North of that, the Windermere and Isleworth zip codes attract domestic retirees and seasonal residents: people who still hold driver’s licenses and voter registrations in Michigan, Ohio, or New York. They spend five or six months in Florida every winter and have wills drafted by attorneys back home. These documents may be technically valid under Florida law as foreign wills, but that doesn’t mean a Florida property held in their name will transfer without court involvement. It usually won’t.
Lake Nona is a different story entirely: younger professional families, medical workers from the cluster of hospitals and research facilities, people in their thirties and forties with school-age children, mortgages, 401(k)s, and term life policies. No estate plan at all, because they haven’t gotten around to it yet. Sound familiar?
Then there’s the hospitality and service economy that underpins the whole region. For workers whose primary financial assets are a named beneficiary on a 401(k) and a life insurance policy through their employer, the planning needs look completely different from a retiree with a paid-off house and a brokerage account. Here’s something a lot of people don’t fully understand until it becomes a problem: the beneficiary designation on those accounts is a legal document that supersedes any will.
What an Estate Planning Attorney Actually Does
It’s worth being precise about what this specialty covers and where the lines are with adjacent professionals.
An estate planning attorney drafts and oversees the execution of legally valid documents: wills, revocable and irrevocable trusts, durable powers of attorney, healthcare surrogates, and living wills.
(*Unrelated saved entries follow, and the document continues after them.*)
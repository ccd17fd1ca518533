//! Rule-based cost optimization recommendations
//!
//! Scans project/cloud cost shares and per-service spend for optimization
//! opportunities: consolidating marginal clouds, evaluating full
//! migrations, reserving high-spend compute capacity, and tiering
//! storage.

use std::collections::BTreeMap;

use serde::{Deserialize, Serialize};

use crate::models::{CloudProvider, ConsolidatedTable, MultiCloudProject};
use crate::pattern::WorkloadPattern;

/// Minimum service spend before a reservation purchase is suggested
const RESERVATION_COST_THRESHOLD: f64 = 10_000.0;

/// Minimum storage spend before a tiering review is suggested
const STORAGE_COST_THRESHOLD: f64 = 5_000.0;

/// Share below which a cloud is a consolidation candidate, in percent
const CONSOLIDATION_SHARE_PERCENT: f64 = 10.0;

/// Share above which a cloud is a migration-evaluation candidate
const MIGRATION_SHARE_PERCENT: f64 = 80.0;

/// Compute services that typically benefit from reserved capacity
fn compute_services(cloud: CloudProvider) -> &'static [&'static str] {
    match cloud {
        CloudProvider::Aws => &["EC2", "RDS", "ElastiCache", "Redshift"],
        CloudProvider::Azure => &["VirtualMachines", "SQLDatabase", "AKS"],
        CloudProvider::Gcp => &["ComputeEngine", "CloudSQL", "GKE"],
    }
}

/// Storage services worth a tiering review at sustained spend
fn storage_services(cloud: CloudProvider) -> &'static [&'static str] {
    match cloud {
        CloudProvider::Aws => &["S3", "EBS", "EFS", "Glacier"],
        CloudProvider::Azure => &["BlobStorage", "ManagedDisks", "Files"],
        CloudProvider::Gcp => &["CloudStorage", "PersistentDisk", "Filestore"],
    }
}

/// Category of an optimization finding
#[derive(Debug, Clone, Copy, PartialEq, Eq, Serialize, Deserialize)]
#[serde(rename_all = "snake_case")]
pub enum RecommendationKind {
    Consolidation,
    EvaluateMigration,
    Reservation,
    StorageTiering,
}

impl RecommendationKind {
    pub fn as_str(&self) -> &'static str {
        match self {
            RecommendationKind::Consolidation => "consolidation",
            RecommendationKind::EvaluateMigration => "evaluate_migration",
            RecommendationKind::Reservation => "reservation",
            RecommendationKind::StorageTiering => "storage_tiering",
        }
    }
}

/// One optimization finding with an estimated annual saving
#[derive(Debug, Clone, PartialEq, Serialize, Deserialize)]
pub struct Recommendation {
    pub project: String,
    pub kind: RecommendationKind,
    pub cloud: CloudProvider,
    pub service: Option<String>,
    pub description: String,
    pub estimated_savings: f64,
}

/// Derive optimization recommendations from consolidated costs
pub fn generate_optimization_recommendations(
    table: &ConsolidatedTable,
    projects: &[MultiCloudProject],
) -> Vec<Recommendation> {
    let patterns: BTreeMap<&str, &WorkloadPattern> = projects
        .iter()
        .map(|p| (p.name.as_str(), &p.pattern))
        .collect();

    let mut cloud_costs: BTreeMap<(String, CloudProvider), f64> = BTreeMap::new();
    let mut service_costs: BTreeMap<(String, CloudProvider, String), f64> = BTreeMap::new();
    for record in table.iter() {
        *cloud_costs
            .entry((record.multi_cloud_project.clone(), record.cloud))
            .or_default() += record.cost;
        *service_costs
            .entry((
                record.multi_cloud_project.clone(),
                record.cloud,
                record.service.clone(),
            ))
            .or_default() += record.cost;
    }

    let mut project_totals: BTreeMap<&str, f64> = BTreeMap::new();
    let mut project_cloud_count: BTreeMap<&str, usize> = BTreeMap::new();
    for ((project, _), cost) in &cloud_costs {
        *project_totals.entry(project).or_default() += cost;
        *project_cloud_count.entry(project).or_default() += 1;
    }

    let mut recommendations = Vec::new();

    // Cost-imbalance rules apply only to genuinely multi-cloud projects
    for ((project, cloud), &cost) in &cloud_costs {
        let total = project_totals.get(project.as_str()).copied().unwrap_or(0.0);
        let cloud_count = project_cloud_count
            .get(project.as_str())
            .copied()
            .unwrap_or(0);
        if cloud_count < 2 || total <= 0.0 {
            continue;
        }
        let percentage = cost / total * 100.0;

        if percentage < CONSOLIDATION_SHARE_PERCENT && cost > 0.0 {
            recommendations.push(Recommendation {
                project: project.clone(),
                kind: RecommendationKind::Consolidation,
                cloud: *cloud,
                service: None,
                description: format!(
                    "Consider consolidating {cloud} workloads (only {percentage:.1}% of \
                     project costs) to reduce multi-cloud overhead."
                ),
                estimated_savings: cost * 0.3,
            });
        } else if percentage > MIGRATION_SHARE_PERCENT {
            let is_migration = matches!(
                patterns.get(project.as_str()),
                Some(WorkloadPattern::Migration(_))
            );
            if !is_migration {
                recommendations.push(Recommendation {
                    project: project.clone(),
                    kind: RecommendationKind::EvaluateMigration,
                    cloud: *cloud,
                    service: None,
                    description: format!(
                        "Consider evaluating full migration to {cloud} (already \
                         {percentage:.1}% of project costs)."
                    ),
                    estimated_savings: (total - cost) * 0.2,
                });
            }
        }
    }

    // Reservation opportunities for sustained compute spend
    for ((project, cloud, service), &cost) in &service_costs {
        if compute_services(*cloud).contains(&service.as_str()) && cost > RESERVATION_COST_THRESHOLD
        {
            recommendations.push(Recommendation {
                project: project.clone(),
                kind: RecommendationKind::Reservation,
                cloud: *cloud,
                service: Some(service.clone()),
                description: format!(
                    "Consider purchasing reserved instances/commitments for {service} on {cloud}."
                ),
                estimated_savings: cost * 0.3,
            });
        }
    }

    // Storage tiering reviews
    for ((project, cloud, service), &cost) in &service_costs {
        if storage_services(*cloud).contains(&service.as_str()) && cost > STORAGE_COST_THRESHOLD {
            recommendations.push(Recommendation {
                project: project.clone(),
                kind: RecommendationKind::StorageTiering,
                cloud: *cloud,
                service: Some(service.clone()),
                description: format!(
                    "Review {service} usage patterns for potential tiering optimizations."
                ),
                estimated_savings: cost * 0.15,
            });
        }
    }

    recommendations
}

#[cfg(test)]
mod tests {
    use super::*;
    use crate::analytics::test_support::record;
    use crate::models::CloudProvider::{Aws, Azure, Gcp};
    use crate::models::{CloudAllocation, Lifecycle};
    use crate::pattern::MigrationParams;

    fn project(name: &str, pattern: WorkloadPattern) -> MultiCloudProject {
        let allocation = || CloudAllocation {
            base_lifecycle: Lifecycle::SteadyState,
            services: vec![],
            stages: vec![],
            percentage: 0.5,
        };
        MultiCloudProject {
            name: name.to_string(),
            description: String::new(),
            use_case: String::new(),
            business_unit: String::new(),
            pattern,
            clouds: [(Aws, allocation()), (Gcp, allocation())].into(),
        }
    }

    #[test]
    fn test_marginal_cloud_flagged_for_consolidation() {
        let table: ConsolidatedTable = [
            record("p", Aws, "2026-01-01", "Lambda", 9_500.0),
            record("p", Gcp, "2026-01-01", "Pub/Sub", 500.0),
        ]
        .into_iter()
        .collect();
        let projects = [project("p", WorkloadPattern::SteadyState)];

        let recs = generate_optimization_recommendations(&table, &projects);
        let consolidation = recs
            .iter()
            .find(|r| r.kind == RecommendationKind::Consolidation)
            .unwrap();
        assert_eq!(consolidation.cloud, Gcp);
        assert!((consolidation.estimated_savings - 150.0).abs() < 1e-9);

        // The 95% cloud is simultaneously a migration-evaluation candidate
        let migration = recs
            .iter()
            .find(|r| r.kind == RecommendationKind::EvaluateMigration)
            .unwrap();
        assert_eq!(migration.cloud, Aws);
        assert!((migration.estimated_savings - 100.0).abs() < 1e-9);
    }

    #[test]
    fn test_migration_projects_not_flagged_for_migration() {
        let table: ConsolidatedTable = [
            record("p", Aws, "2026-01-01", "Lambda", 9_000.0),
            record("p", Gcp, "2026-01-01", "Pub/Sub", 1_000.0),
        ]
        .into_iter()
        .collect();
        let projects = [project(
            "p",
            WorkloadPattern::Migration(MigrationParams {
                source_cloud: Some(Aws),
                target_cloud: Some(Gcp),
                start_ratio: 0.3,
                duration_ratio: 0.3,
            }),
        )];

        let recs = generate_optimization_recommendations(&table, &projects);
        assert!(recs
            .iter()
            .all(|r| r.kind != RecommendationKind::EvaluateMigration));
    }

    #[test]
    fn test_single_cloud_projects_skip_imbalance_rules() {
        let table: ConsolidatedTable =
            [record("p", Aws, "2026-01-01", "Lambda", 50_000.0)].into_iter().collect();
        let projects = [project("p", WorkloadPattern::SteadyState)];

        let recs = generate_optimization_recommendations(&table, &projects);
        assert!(recs
            .iter()
            .all(|r| r.kind != RecommendationKind::EvaluateMigration
                && r.kind != RecommendationKind::Consolidation));
    }

    #[test]
    fn test_reservation_and_tiering_thresholds() {
        let table: ConsolidatedTable = [
            record("p", Aws, "2026-01-01", "EC2", 12_000.0),
            record("p", Aws, "2026-01-01", "S3", 6_000.0),
            record("p", Azure, "2026-01-01", "VirtualMachines", 8_000.0),
            record("p", Gcp, "2026-01-01", "CloudStorage", 4_000.0),
        ]
        .into_iter()
        .collect();
        let projects = [project("p", WorkloadPattern::SteadyState)];

        let recs = generate_optimization_recommendations(&table, &projects);

        let reservations: Vec<_> = recs
            .iter()
            .filter(|r| r.kind == RecommendationKind::Reservation)
            .collect();
        assert_eq!(reservations.len(), 1);
        assert_eq!(reservations[0].service.as_deref(), Some("EC2"));
        assert!((reservations[0].estimated_savings - 3_600.0).abs() < 1e-9);

        let tiering: Vec<_> = recs
            .iter()
            .filter(|r| r.kind == RecommendationKind::StorageTiering)
            .collect();
        assert_eq!(tiering.len(), 1);
        assert_eq!(tiering[0].service.as_deref(), Some("S3"));
        assert!((tiering[0].estimated_savings - 900.0).abs() < 1e-9);
    }
}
They advise on how assets should be titled so they transfer the way you intend. They review beneficiary designations in the context of your overall plan. When a client dies and the estate has to go through probate, an estate planning attorney typically handles that process as well — appearing in court, filing inventories, managing creditor claims, and distributing assets to beneficiaries.
What they don’t do: they’re not your financial advisor and they’re not your CPA. A good estate planning attorney will work in coordination with those professionals, and the conversations should connect, but the legal documents and the investment strategy are separate work products.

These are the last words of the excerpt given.